A responsabilidade e o apoio dos progenitores, realçou, desempenham um papel crucial no processo de melhoria da criança autista. Mais do que buscar apenas ajuda externa, eles devem comprometer- se activamente com o desenvolvimento e bem- estar dos filhos. “Não podemos ficar restritos à escola. Em casa, cada momento é uma oportunidade para ensinar e incluir”, apelou.
Principais desafios
De acordo com as entrevistadas, o grande desafio das famílias que vivem com crianças autistas tem sido a i nserção no s i stema de ensino. Por outro lado, as terapias são essenciais, mas os preços são exorbitantes.
Amaida da Costa revelou que quase todas as finanças do casal servem para pagar as terapias e o colégio do filho. "Infelizmente, os colégios em Angola, com profissionais especializados nesta área, não são baratos", disse, acrescentando que "só para ter uma ideia, pago 115 mil Kwanzas/mês de propina no colégio e 182 mil no centro terapêutico, sem esquecer que também faz natação, porque ajuda na concentração, além de ser muito selectivo na alimentação", revelou.
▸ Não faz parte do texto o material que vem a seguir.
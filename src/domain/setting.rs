//! The table of hardening settings.
//!
//! A [`Setting`] is the only way to obtain a [`ManagedEdit`], and a
//! `ManagedEdit` is the only input the safe editor accepts. Adding a setting
//! therefore means adding a variant here, which routes it through the same
//! backup, atomic write and diff pipeline as every other setting.

use std::fmt;
use std::ops::RangeInclusive;
use std::path::{Path, PathBuf};

use serde::Serialize;

use crate::domain::AppError;
use crate::domain::transform::{EditTransform, pam, sysctl};

/// Allowed minimum password lengths.
pub const MIN_PASSWORD_LENGTH_RANGE: RangeInclusive<u32> = 8..=32;

/// Allowed password history depths.
pub const PASSWORD_REMEMBER_RANGE: RangeInclusive<u32> = 0..=24;

/// System configuration files this tool is allowed to patch.
#[derive(Debug, Clone, Copy, PartialEq, Eq, Hash, Serialize)]
#[serde(rename_all = "snake_case")]
pub enum ManagedFile {
    CommonPassword,
    CommonAuth,
    SysctlConf,
}

impl ManagedFile {
    pub const ALL: [ManagedFile; 3] =
        [ManagedFile::CommonPassword, ManagedFile::CommonAuth, ManagedFile::SysctlConf];

    /// Path relative to the system root.
    pub fn relative_path(self) -> &'static str {
        match self {
            ManagedFile::CommonPassword => "etc/pam.d/common-password",
            ManagedFile::CommonAuth => "etc/pam.d/common-auth",
            ManagedFile::SysctlConf => "etc/sysctl.conf",
        }
    }

    /// Location of the file under `root` (normally `/`).
    pub fn resolve(self, root: &Path) -> PathBuf {
        root.join(self.relative_path())
    }
}

impl fmt::Display for ManagedFile {
    fn fmt(&self, f: &mut fmt::Formatter<'_>) -> fmt::Result {
        write!(f, "/{}", self.relative_path())
    }
}

/// Validated `minlen` value.
#[derive(Debug, Clone, Copy, PartialEq, Eq)]
pub struct MinPasswordLength(u32);

impl MinPasswordLength {
    pub fn new(value: u32) -> Result<Self, AppError> {
        if MIN_PASSWORD_LENGTH_RANGE.contains(&value) {
            Ok(Self(value))
        } else {
            Err(AppError::validation(
                "minimum password length",
                value,
                format!(
                    "must be between {} and {}",
                    MIN_PASSWORD_LENGTH_RANGE.start(),
                    MIN_PASSWORD_LENGTH_RANGE.end()
                ),
            ))
        }
    }

    pub fn get(self) -> u32 {
        self.0
    }
}

/// Validated `remember` value.
#[derive(Debug, Clone, Copy, PartialEq, Eq)]
pub struct PasswordRemember(u32);

impl PasswordRemember {
    pub fn new(value: u32) -> Result<Self, AppError> {
        if PASSWORD_REMEMBER_RANGE.contains(&value) {
            Ok(Self(value))
        } else {
            Err(AppError::validation(
                "password history depth",
                value,
                format!(
                    "must be between {} and {}",
                    PASSWORD_REMEMBER_RANGE.start(),
                    PASSWORD_REMEMBER_RANGE.end()
                ),
            ))
        }
    }

    pub fn get(self) -> u32 {
        self.0
    }
}

/// A user-facing hardening setting with its validated parameter.
#[derive(Debug, Clone, Copy, PartialEq, Eq)]
pub enum Setting {
    MinPasswordLength(MinPasswordLength),
    PasswordRemember(PasswordRemember),
    DisableNullPasswords,
    Aslr(bool),
    SynCookies(bool),
}

impl Setting {
    /// Stable identifier used in logs and operation records.
    pub fn name(&self) -> &'static str {
        match self {
            Setting::MinPasswordLength(_) => "min-password-length",
            Setting::PasswordRemember(_) => "password-remember",
            Setting::DisableNullPasswords => "disable-null-passwords",
            Setting::Aslr(_) => "aslr",
            Setting::SynCookies(_) => "syn-cookies",
        }
    }

    pub fn managed_file(&self) -> ManagedFile {
        match self {
            Setting::MinPasswordLength(_) | Setting::PasswordRemember(_) => {
                ManagedFile::CommonPassword
            }
            Setting::DisableNullPasswords => ManagedFile::CommonAuth,
            Setting::Aslr(_) | Setting::SynCookies(_) => ManagedFile::SysctlConf,
        }
    }

    pub fn transform(&self) -> EditTransform {
        match *self {
            Setting::MinPasswordLength(length) => EditTransform::PamOption {
                modules: pam::MIN_LENGTH_MODULES,
                key: "minlen",
                value: length.get(),
            },
            Setting::PasswordRemember(depth) => EditTransform::PamOption {
                modules: pam::REMEMBER_MODULES,
                key: "remember",
                value: depth.get(),
            },
            Setting::DisableNullPasswords => EditTransform::RemoveNullok,
            Setting::Aslr(enabled) => EditTransform::SysctlUpsert {
                key: sysctl::ASLR_KEY,
                value: if enabled { 2 } else { 0 },
            },
            Setting::SynCookies(enabled) => EditTransform::SysctlUpsert {
                key: sysctl::SYN_COOKIES_KEY,
                value: u8::from(enabled),
            },
        }
    }

    /// Bind this setting to its file under `root`.
    pub fn managed_edit(&self, root: &Path) -> ManagedEdit {
        ManagedEdit {
            setting: self.name(),
            path: self.managed_file().resolve(root),
            transform: self.transform(),
        }
    }
}

impl fmt::Display for Setting {
    fn fmt(&self, f: &mut fmt::Formatter<'_>) -> fmt::Result {
        let on_off = |enabled: bool| if enabled { "enabled" } else { "disabled" };
        match self {
            Setting::MinPasswordLength(length) => {
                write!(f, "minimum password length {}", length.get())
            }
            Setting::PasswordRemember(depth) => write!(f, "password history depth {}", depth.get()),
            Setting::DisableNullPasswords => write!(f, "null passwords disabled"),
            Setting::Aslr(enabled) => write!(f, "ASLR {}", on_off(*enabled)),
            Setting::SynCookies(enabled) => write!(f, "SYN cookies {}", on_off(*enabled)),
        }
    }
}

/// A file path bound to the transform that edits it.
///
/// Only [`Setting::managed_edit`] builds one.
#[derive(Debug, Clone, PartialEq, Eq)]
pub struct ManagedEdit {
    setting: &'static str,
    path: PathBuf,
    transform: EditTransform,
}

impl ManagedEdit {
    pub fn setting(&self) -> &'static str {
        self.setting
    }

    pub fn path(&self) -> &Path {
        &self.path
    }

    pub fn transform(&self) -> &EditTransform {
        &self.transform
    }
}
Neusa Joaquim diz que a maior dificuldade está no pagamento das terapias. "Gastamos muito dinheiro nas terapias, muitas delas nem resultam, e o valor varia de 40 mil kwanzas para cima, não menos do que isso”, disse, apelando ao Executivo, por via do Ministério da Saúde, a inserir mais profissionais, neuropediatras e outros a nível das terapias, no sistema de saúde público, e equipamentos de identificação para ajudar quem não tem condições de aceder aos serviços privados.